→ **WHAT YOU NEED TO DO**: Where the word "true" occurs in a line of the listing, please copy the line.

————

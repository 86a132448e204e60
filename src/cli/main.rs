use std::io::{stdout, Write};

use crossterm::style::Stylize;

use entrench::{
    base::specific::BeliefBase,
    builder::ChangeOk,
    config::OrderValue,
    structures::expression::Expr,
    types::err::{OrderError, ParseError},
};

mod parse_args;

fn main() {
    let matches = parse_args::cli().get_matches();

    let filter = match matches.get_flag("debug") {
        true => log::LevelFilter::Debug,
        false => log::LevelFilter::Warn,
    };
    env_logger::Builder::new().filter_level(filter).init();

    let mut base = BeliefBase::default();

    print_help();

    loop {
        let Some(action) = prompt("Select action: ") else {
            break;
        };

        match action.as_str() {
            "r" => {
                let Some((expr, order)) = formula_and_order() else {
                    continue;
                };
                match base.revise(&expr, order, true) {
                    Ok(ChangeOk::Applied) => println!("Revised by {expr}."),
                    Ok(ChangeOk::Contradiction) => {
                        println!("{expr} is a contradiction, the base is unchanged.")
                    }
                    Err(OrderError::OutOfRange) => {
                        println!("An order must be a value from 0 to 1.")
                    }
                }
            }

            "a" => {
                let Some((expr, order)) = formula_and_order() else {
                    continue;
                };
                match base.add(&expr, order) {
                    Ok(_) => println!("Set {expr} to order {order}."),
                    Err(OrderError::OutOfRange) => {
                        println!("An order must be a value from 0 to 1.")
                    }
                }
            }

            "d" => {
                let Some(expr) = formula() else {
                    continue;
                };
                println!("The degree of {expr} is {}.", base.degree(&expr));
            }

            "e" => {
                base.clear();
                println!("Emptied the base.");
            }

            "p" => println!("{base}"),

            "h" => print_help(),

            "q" => break,

            _ => println!("Unrecognised action {action:?}, h lists the actions."),
        }
    }
}

fn print_help() {
    println!("Actions:");
    println!("  {}  revise the base by a formula at an order", "r".bold());
    println!("  {}  add a belief without re-ranking the base", "a".bold());
    println!("  {}  show the degree of belief of a formula", "d".bold());
    println!("  {}  empty the base", "e".bold());
    println!("  {}  print the base", "p".bold());
    println!("  {}  print this help", "h".bold());
    println!("  {}  quit", "q".bold());
    println!();
    println!(
        "Formulas are built from atoms with ~ & | -> <-> and parentheses, e.g. {}.",
        "rain -> wet".italic()
    );
}

/// A line of input in response to `query`, trimmed, or None once input is closed.
fn prompt(query: &str) -> Option<String> {
    print!("{}", query.bold());
    stdout().flush().unwrap();

    let mut line = String::new();
    match std::io::stdin().read_line(&mut line) {
        Ok(0) | Err(_) => None,
        Ok(_) => Some(line.trim().to_owned()),
    }
}

fn formula() -> Option<Expr> {
    let text = prompt("Formula: ")?;
    match text.parse::<Expr>() {
        Ok(expr) => Some(expr),
        Err(error) => {
            report_parse_error(&text, error);
            None
        }
    }
}

fn formula_and_order() -> Option<(Expr, OrderValue)> {
    let expr = formula()?;
    let text = prompt("Order (a value from 0 to 1): ")?;
    match text.parse::<OrderValue>() {
        Ok(order) => Some((expr, order)),
        Err(_) => {
            println!("Unable to read an order from {text:?}.");
            None
        }
    }
}

fn report_parse_error(text: &str, error: ParseError) {
    match error {
        ParseError::Empty => println!("No formula given."),
        ParseError::UnexpectedCharacter(position) => {
            println!("Unexpected character at position {position} of {text:?}.")
        }
        ParseError::UnbalancedParenthesis(position) => {
            println!("Expected a closing parenthesis at position {position} of {text:?}.")
        }
        ParseError::MissingOperand(position) => {
            println!("An operand is missing at position {position} of {text:?}.")
        }
        ParseError::TrailingInput(position) => {
            println!("Unable to read past position {position} of {text:?}.")
        }
    }
}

————

→ **ANSWER BOX**:
        true => log::LevelFilter::Debug,
                match base.revise(&expr, order, true) {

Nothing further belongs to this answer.